その一環で、日産はルノーグループが設立するBEVとソフトウエア開発企業の「アンペア」に対して、日産から取締役を派遣し、最大6億ユーロ(1ユーロ156円換算で936億円)の出資を決めた。
日産の内田誠CEOはニュースリリースで、3社の協業が「次のフェーズに進む」ことを強調。また、「欧州での電動化の取り組みを補完・強化する」とコメントを発表している。
この発表と同じ日、日産は2023年度第1四半期決算を発表。
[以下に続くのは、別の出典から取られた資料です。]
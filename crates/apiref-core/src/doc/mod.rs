//! Documentation rendering for the decoder reference
//!
//! This module turns a built [`Registry`](crate::Registry) into markdown:
//! normalized doc text, cross-linked code spans and signature headings.

mod crosslink;
mod html;
mod markdown;
mod normalize;
mod signature;

pub use crosslink::CrossLinker;
pub use html::{escape_html, format_type, link_type_word};
pub use markdown::{slugify, MarkdownGenerator};
pub use normalize::{combine_doc_and_example, normalize, FENCE};
pub use signature::{source_link, SignatureRenderer, HEADING_LEVEL};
その中で、内田CEOは記者からの質問に答える形で、アンペアへの出資について触れた。
それによると、日産のこれからの事業として、それぞれの市場で違った商品戦略や技術戦略が必要になってくるとの認識を示した。
こうした指摘をする背景には当然、欧州連合による欧州グリーンディール政策がある。
政策パッケージ「Fit for 55」による2035年時点において、欧州域内での乗用車と商用車のZEV(ゼロ・エミッション・ヴィークル)へ転換が進む。
「Fit for 55」については当初、ZEVをBEVと燃料電池車のみと規定し、ZEV100%を明記していたが、ドイツからの提案によって再生可能エネルギー由来の合成燃料であるe-Fuelを含めるとの方針転換を行った。
いずれにしても、欧州での電動化へのシフトは今後、加速していくことは確実な情勢であり、ルノーと日産が電動化戦略で新たなステージでのチャレンジを進めていくことは、欧州で継続的に事業を行う自動車メーカーとしては必須条件であると、筆者は見る。
中国で地場メーカーのNEVが急増
今回の決算発表では、日産の売上高では前年同期比37%増で過去最高に達し、営業利益は98%となり全体として順調に見える。
だが、今後に向けて大きな課題が浮き彫りになった。
それが、中国市場の急激な変化だ。
2023年第1四半期の、グローバルでの販売台数は78万9000台で前年同期比で3.7%減少した。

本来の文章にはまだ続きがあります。